Cells of fixed height in Catalan words and restricted growth functions

A word $w=w_1{w}_2\cdots w_n$ of length n over the set of positive integers is called a Catalan word whenever $w_1=1$ and $1\le w_k\le w_{k-1}+1$ for $k=2,3,\dots ,n$. A restricted growth function is defined as a word $w=w_1{w}_2\cdots w_n$ of length n over the set of positive integers where $w_1=1$ and for $k\ge 2$ we have $1\le w_k\le \max \{w_1,w_2,\cdots ,w_{k-1}\}+1$. We also define cells and heights of cells and we represent such words as bargraphs (otherwise known as polyominoes) where the ith column contains $w_i$ cells for $1\le i\le n$ and where all columns have their bottom cell on the x-axis.

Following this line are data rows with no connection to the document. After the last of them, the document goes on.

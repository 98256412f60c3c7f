pub mod auth;
pub mod client;
pub mod error;
pub mod graphql;
pub mod rest_types;

pub use client::GitHubClient;
pub use graphql::graphql_types;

In the case of Catalan words, we prove a relationship between the number of cells at different heights and first terms of the expanded polynomial ${(1+x)}^{2n}$. In the case of restricted growth functions we find polynomials $F_n\left(x\right)$ where the coefficient of $x^j$ counts the number of cells of height j across all rgfs with n parts. In this case we also find bivariate generating functions for rgfs with k blocks, where the generating functions tracks the number of cells at a given height as well as the number of parts.